One systemic literature review confirmed adverse outcomes with serum potassium above or below “normal range” and even at the high and low end of normal. Risk of hyperkalemia was most apparent in subjects with chronic kidney disease, heart failure, type 2 diabetes, hypertension, and those using certain medications including renin–angiotensin–aldosterone system inhibitors (RAASi) and mineralocorticoid receptor antagonists (MRAs). In those with heart failure, all-cause mortality was significantly increased when potassium was 3.5-4.0 mEq/L, or 5.0-5.5 mEq/L in those with heart failure and chronic kidney disease, suggesting an optimal range of 4.0-5.0 mEq/L, especially in these groups (Palaka 2020).
A retrospective study of 1,924 acute MI patients found that 3-year mortality was highest in those with serum potassium below 3.5 mEq/L or above 4.5 mEq/L. Mortality was significantly increased with a potassium of 5.0 mEq/L or above. The lowest long-term mortality was associated with serum potassium of 3.5 to 3.9 mEq/L in this group (Choi 2014).
A study of 34,026 MI subjects indicated that lowest in-hospital all-cause mortality was associated with serum potassium between 3.5 and 4.5 mEq/L, while mortality doubled with a level above 4.5 mEq/L. Ventricular fibrillation and cardiac arrest where more frequent in those with potassium below 3.0 or above 5.0 mEq/L, and in-hospital mortality followed a similar U-shaped curve (Goyal 2012).

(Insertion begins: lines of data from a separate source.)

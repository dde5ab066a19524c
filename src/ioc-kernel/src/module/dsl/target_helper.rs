use std::marker::PhantomData;
use std::sync::Arc;

use crate::kernel::registry::Binding;
use crate::kernel::resolver::{ActivationError, ForwardingResolver};
use crate::module::dsl::binding_helper::BindingSyntax;
use crate::planning::{BoxError, Injectable};
use crate::provider::{ConstantProvider, MethodProvider, Provider, StandardProvider};
use crate::service::ServiceType;

/// A binding of `S` which doesn't know how to produce its instances yet.
pub struct BindTarget<S>
where
    S: ?Sized + Send + Sync + 'static,
{
    _marker: PhantomData<fn() -> Arc<S>>,
}

impl<S> BindTarget<S>
where
    S: ?Sized + Send + Sync + 'static,
{
    pub(super) fn new() -> Self {
        Self {
            _marker: PhantomData,
        }
    }

    /// Activates `I` through its descriptor and hands it out as `S`.
    ///
    /// `cast` is usually a plain upcast such as `|it| it`, which the compiler
    /// turns into an unsizing coercion.
    pub fn to<I>(self, cast: fn(Arc<I>) -> Arc<S>) -> BindingSyntax<S>
    where
        I: Injectable,
    {
        BindingSyntax::new(self.binding(StandardProvider::<I, S>::new(cast)))
            .with_descriptor(I::describe())
    }

    /// Calls `method` for every new instance.
    pub fn to_method<F, E>(self, method: F) -> BindingSyntax<S>
    where
        F: Fn(&ForwardingResolver<'_>) -> Result<Result<Arc<S>, E>, ActivationError>
            + Send
            + Sync
            + 'static,
        E: Into<BoxError> + 'static,
    {
        BindingSyntax::new(self.binding(MethodProvider::new(method)))
    }

    /// Hands out `value` itself. Combined with a caching scope, releasing it
    /// still runs the deactivation actions.
    pub fn to_constant(self, value: Arc<S>) -> BindingSyntax<S> {
        BindingSyntax::new(self.binding(ConstantProvider::new(value)))
    }

    pub fn to_provider<P>(self, provider: P) -> BindingSyntax<S>
    where
        P: Provider,
    {
        BindingSyntax::new(self.binding(provider))
    }

    fn binding<P>(&self, provider: P) -> Binding
    where
        P: Provider,
    {
        Binding::new(ServiceType::of::<S>(), Arc::new(provider))
    }
}

impl<S> BindTarget<S>
where
    S: Injectable,
{
    /// Activates `S` itself through its descriptor.
    pub fn to_self(self) -> BindingSyntax<S> {
        BindingSyntax::new(self.binding(StandardProvider::<S, S>::to_self()))
            .with_descriptor(S::describe())
    }
}
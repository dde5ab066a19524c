use std::fmt::{Debug, Formatter, Result as FmtResult};
use std::sync::Arc;

use crate::kernel::{Managed, SharedManaged};
use crate::service::ServiceType;
use crate::util::any::DowncastRef;

/// A type-erased handle to an activated object.
///
/// An [`Instance`] wraps an `Arc<S>` where `S` is the service type it was
/// created for. Cloning an [`Instance`] clones the [`Arc`], so two clones are
/// the same object and have the same [`Instance::address`].
pub struct Instance {
    handle: Box<dyn SharedManaged>,
    service: ServiceType,
}

impl Instance {
    pub fn new<S>(object: Arc<S>) -> Self
    where
        S: ?Sized + Send + Sync + 'static,
    {
        Self {
            handle: Box::new(object),
            service: ServiceType::of::<S>(),
        }
    }

    /// Wraps a plain value, typically a transient parameter or an inline
    /// argument.
    pub fn from_value<T>(value: T) -> Self
    where
        T: Send + Sync + 'static,
    {
        Self::new(Arc::new(value))
    }

    pub fn service_type(&self) -> ServiceType {
        self.service
    }

    pub fn address(&self) -> usize {
        self.handle.address()
    }

    pub fn ptr_eq(&self, other: &Self) -> bool {
        self.address() == other.address()
    }

    pub fn is<S>(&self) -> bool
    where
        S: ?Sized + Send + Sync + 'static,
    {
        self.handle.is::<Arc<S>>()
    }

    pub fn downcast<S>(&self) -> Option<Arc<S>>
    where
        S: ?Sized + Send + Sync + 'static,
    {
        self.handle.downcast_ref::<Arc<S>>().cloned()
    }
}

impl Clone for Instance {
    fn clone(&self) -> Self {
        Self {
            handle: self.handle.dyn_clone(),
            service: self.service,
        }
    }
}

impl Debug for Instance {
    fn fmt(&self, f: &mut Formatter<'_>) -> FmtResult {
        f.debug_struct("Instance")
            .field("service", &self.service.name())
            .field("address", &format_args!("{:#x}", self.address()))
            .finish()
    }
}

/// The activated object as it is stored in a context once initialization
/// finished.
///
/// `instance` is what callers receive and may be replaced by a proxy.
/// `concrete` is the implementation object before any upcast, used by
/// lifecycle hooks which need to see the concrete type.
#[derive(Clone)]
pub struct InstanceReference {
    instance: Instance,
    concrete: Option<Arc<dyn Managed>>,
}

impl InstanceReference {
    pub fn new(instance: Instance, concrete: Option<Arc<dyn Managed>>) -> Self {
        Self { instance, concrete }
    }

    pub fn instance(&self) -> &Instance {
        &self.instance
    }

    pub fn concrete(&self) -> Option<&dyn Managed> {
        self.concrete.as_deref()
    }

    pub fn replace_instance(&mut self, instance: Instance) -> Instance {
        std::mem::replace(&mut self.instance, instance)
    }
}

impl Debug for InstanceReference {
    fn fmt(&self, f: &mut Formatter<'_>) -> FmtResult {
        f.debug_struct("InstanceReference")
            .field("instance", &self.instance)
            .field("concrete", &self.concrete.as_ref().map(|c| (**c).type_name()))
            .finish()
    }
}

Although hypokalemia and low potassium intake are associated with increased risk of hypertension, increasing serum potassium is also associated with higher blood pressure. A serum potassium of 4.80 mEq/L or above was associated with an 84% increased risk of hypertension compared to 4.2-4.79 mEq/L in a 5-year community-based cohort study of 839 normotensive subjects free of CVD. The lowest incidence of hypertension was in the group with a serum potassium of 4.4-4.59 mEq/L. Researchers observed a 75% increased risk of hypertension with each 1 mEq/L increase in potassium above baseline (Xi 2015).
Assessment of potassium status is complex and must take into account comorbidities, renal function, medication use, and nutritional status. Levels should be closely monitored in those with acute pathology, while trends above or below optimal should be evaluated further in healthy individuals.